Orlando Executive Airport is a general aviation and corporate aviation airport. Its proximity to the State Road 408 East-West Expressway and downtown Orlando makes it a popular airport. The airport is still the "minor" airport of Orlando, Florida, as Orlando International Airport is the airport for commercial airline flights, drawing more passengers every year.

The airport has been used for special air industry events and showcases including the National Business Aviation Association (NBAA) Convention which was held there in 2008, 2009, 2012, 2014, and 2022. Orlando Executive Airport served as the receiving site for the majority of Special Olympic Athletes during the largest non-military human airlift in the US.

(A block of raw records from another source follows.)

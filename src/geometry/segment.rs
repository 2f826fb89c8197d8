// SPDX-License-Identifier: MIT
//
// Copyright (c) 2025 Alexandre Severino
//
// Permission is hereby granted, free of charge, to any person obtaining a copy
// of this software and associated documentation files (the "Software"), to deal
// in the Software without restriction, including without limitation the rights
// to use, copy, modify, merge, publish, distribute, sublicense, and/or sell
// copies of the Software, and to permit persons to whom the Software is
// furnished to do so, subject to the following conditions:
//
// The above copyright notice and this permission notice shall be included in
// all copies or substantial portions of the Software.
//
// THE SOFTWARE IS PROVIDED "AS IS", WITHOUT WARRANTY OF ANY KIND, EXPRESS OR
// IMPLIED, INCLUDING BUT NOT LIMITED TO THE WARRANTIES OF MERCHANTABILITY,
// FITNESS FOR A PARTICULAR PURPOSE AND NONINFRINGEMENT. IN NO EVENT SHALL THE
// AUTHORS OR COPYRIGHT HOLDERS BE LIABLE FOR ANY CLAIM, DAMAGES OR OTHER
// LIABILITY, WHETHER IN AN ACTION OF CONTRACT, TORT OR OTHERWISE, ARISING FROM,
// OUT OF OR IN CONNECTION WITH THE SOFTWARE OR THE USE OR OTHER DEALINGS IN THE
// SOFTWARE.

use std::ops::Sub;

use crate::geometry::point_2::Point2;

#[derive(Debug, Clone, PartialEq)]
pub struct Segment2<T> {
    pub a: Point2<T>,
    pub b: Point2<T>,
}

impl<T: Clone> Segment2<T> {
    pub fn new(a: &Point2<T>, b: &Point2<T>) -> Self {
        Self {
            a: a.clone(),
            b: b.clone(),
        }
    }
}

impl<T> Segment2<T>
where
    for<'c> &'c T: Sub<&'c T, Output = T>,
{
    /// `b - a`
    pub fn direction(&self) -> Point2<T> {
        &self.b - &self.a
    }
}
// SPDX-License-Identifier: MIT
//
// Copyright (c) 2025 Alexandre Severino
//
// Permission is hereby granted, free of charge, to any person obtaining a copy
// of this software and associated documentation files (the "Software"), to deal
// in the Software without restriction, including without limitation the rights
// to use, copy, modify, merge, publish, distribute, sublicense, and/or sell
// copies of the Software, and to permit persons to whom the Software is
// furnished to do so, subject to the following conditions:
//
// The above copyright notice and this permission notice shall be included in
// all copies or substantial portions of the Software.
//
// THE SOFTWARE IS PROVIDED "AS IS", WITHOUT WARRANTY OF ANY KIND, EXPRESS OR
// IMPLIED, INCLUDING BUT NOT LIMITED TO THE WARRANTIES OF MERCHANTABILITY,
// FITNESS FOR A PARTICULAR PURPOSE AND NONINFRINGEMENT. IN NO EVENT SHALL THE
// AUTHORS OR COPYRIGHT HOLDERS BE LIABLE FOR ANY CLAIM, DAMAGES OR OTHER
// LIABILITY, WHETHER IN AN ACTION OF CONTRACT, TORT OR OTHERWISE, ARISING FROM,
// OUT OF OR IN CONNECTION WITH THE SOFTWARE OR THE USE OR OTHER DEALINGS IN THE
// SOFTWARE.

use std::{
    fs::{self, File},
    io::BufReader,
    path::Path,
};

use serde::Deserialize;

use crate::error::{Error, Result};
use crate::io::adj::read_adj;
use crate::polyhedron::{FaceSpec, PolyhedronStructure};

#[derive(Deserialize)]
struct Document {
    faces: Vec<FaceSpec>,
}

/// Face specs from a `polyhedron.json` document. Keys other than `faces`
/// (e.g. `schema_version`, `name`) are ignored.
pub fn parse_polyhedron(text: &str) -> serde_json::Result<Vec<FaceSpec>> {
    let doc: Document = serde_json::from_str(text)?;
    Ok(doc.faces)
}

/// Load and validate a polyhedron structure. Files ending in `.adj` are read
/// in the legacy adjacency format, anything else as JSON.
pub fn load_polyhedron<P: AsRef<Path>>(path: P) -> Result<PolyhedronStructure> {
    let path = path.as_ref();
    let document_error = |reason: String| Error::PolyhedronDocument {
        path: path.to_path_buf(),
        reason,
    };

    let is_adj = path
        .extension()
        .is_some_and(|ext| ext.eq_ignore_ascii_case("adj"));
    let specs = if is_adj {
        let reader = BufReader::new(File::open(path)?);
        read_adj(reader).map_err(|e| document_error(e.to_string()))?
    } else {
        let text = fs::read_to_string(path)?;
        parse_polyhedron(&text).map_err(|e| document_error(e.to_string()))?
    };

    let poly = PolyhedronStructure::from_specs(&specs)?;
    log::info!(
        "loaded polyhedron {}: {} faces, {} edges, {} vertices",
        path.display(),
        poly.num_faces(),
        poly.shared_edges().len(),
        poly.num_vertices()
    );
    Ok(poly)
}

The airport has also been used since the 1990s as a landing site and staging site by Marine Helicopter Squadron One (HMX-1) for Marine One and other supporting HMX-1 helicopter operations during Presidential visits to Orlando. All Presidential visits to the Orlando area are on Air Force One, which lands at Orlando International Airport (MCO).

==Facilities==
Executive Airport covers 969 acre at an elevation of 113 feet (34 m). It has two asphalt runways: 7/25 is 6,004 by 150 feet (1,830 x 46 m) and 13/31 is 4,625 by 100 feet (1,410 x 30 m).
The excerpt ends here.